→ WHAT IS REQUIRED
Using the records that follow, copy every line containing the word "format".
+ + + + +
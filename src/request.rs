//! Typed requests and the response envelope exchanged with OneSky.
use serde::Deserialize;

use crate::error::{Error, Result};

/// The only file format this tool ever uploads.
pub const ANDROID_XML: &str = "ANDROID_XML";

#[derive(Debug, Clone, PartialEq, Eq)]
pub struct UploadRequest {
    pub project_id: String,
    pub file_name: String,
    pub language: String,
    pub format: &'static str,
    pub content: String,
    pub keep_strings: bool,
}

impl UploadRequest {
    pub fn new(
        project_id: &str,
        file_name: &str,
        language: &str,
        content: String,
        keep_strings: bool,
    ) -> Result<Self> {
        require("project id", project_id)?;
        require("file name", file_name)?;
        require("language", language)?;
        Ok(Self {
            project_id: project_id.to_string(),
            file_name: file_name.to_string(),
            language: language.to_string(),
            format: ANDROID_XML,
            content,
            keep_strings,
        })
    }
}

#[derive(Debug, Clone, PartialEq, Eq)]
pub struct DownloadRequest {
    pub project_id: String,
    pub file_name: String,
    pub language: String,
}

impl DownloadRequest {
    pub fn new(project_id: &str, file_name: &str, language: &str) -> Result<Self> {
        require("project id", project_id)?;
        require("file name", file_name)?;
        require("language", language)?;
        Ok(Self {
            project_id: project_id.to_string(),
            file_name: file_name.to_string(),
            language: language.to_string(),
        })
    }
}

fn require(field: &'static str, value: &str) -> Result<()> {
    if value.trim().is_empty() {
        return Err(Error::InvalidRequest { field });
    }
    Ok(())
}

#[derive(Debug, Clone, Deserialize)]
pub struct ResponseEnvelope {
    pub meta: ResponseMeta,
}

#[derive(Debug, Clone, Deserialize)]
pub struct ResponseMeta {
    pub status: u16,
    #[serde(default)]
    pub message: Option<String>,
}

impl ResponseEnvelope {
    pub fn decode(body: &str) -> Result<Self> {
        serde_json::from_str(body).map_err(|source| Error::MalformedResponse {
            body: body.to_string(),
            source,
        })
    }

    pub fn is_success(&self) -> bool {
        (200..300).contains(&self.meta.status)
    }
}

#[cfg(test)]
mod tests {
    use super::*;

    #[test]
    fn upload_request_uses_android_xml() {
        let req = UploadRequest::new("1", "strings.xml", "de", "<resources/>".into(), false).unwrap();
        assert_eq!(req.format, "ANDROID_XML");
        assert!(!req.keep_strings);
    }

    #[test]
    fn blank_fields_are_rejected() {
        let err = DownloadRequest::new("1", "  ", "de").unwrap_err();
        assert!(matches!(err, Error::InvalidRequest { field: "file name" }));
        let err = UploadRequest::new("", "a.xml", "de", String::new(), true).unwrap_err();
        assert!(matches!(err, Error::InvalidRequest { field: "project id" }));
    }

    #[test]
    fn envelope_status_ranges() {
        let ok = ResponseEnvelope::decode(r#"{"meta":{"status":201},"data":{"name":"a.xml"}}"#).unwrap();
        assert!(ok.is_success());

        let bad = ResponseEnvelope::decode(r#"{"meta":{"status":400,"message":"bad locale"}}"#).unwrap();
        assert!(!bad.is_success());
        assert_eq!(bad.meta.message.as_deref(), Some("bad locale"));

        let edge = ResponseEnvelope::decode(r#"{"meta":{"status":300}}"#).unwrap();
        assert!(!edge.is_success());
    }

    #[test]
    fn malformed_body_is_an_error() {
        let err = ResponseEnvelope::decode("<html>502</html>").unwrap_err();
        assert!(matches!(err, Error::MalformedResponse { body, .. } if body == "<html>502</html>"));
    }
}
+ + + + +
→ EXERCISE SOLUTION
/// The only file format this tool ever uploads.
    pub format: &'static str,
            format: ANDROID_XML,
        assert_eq!(req.format, "ANDROID_XML");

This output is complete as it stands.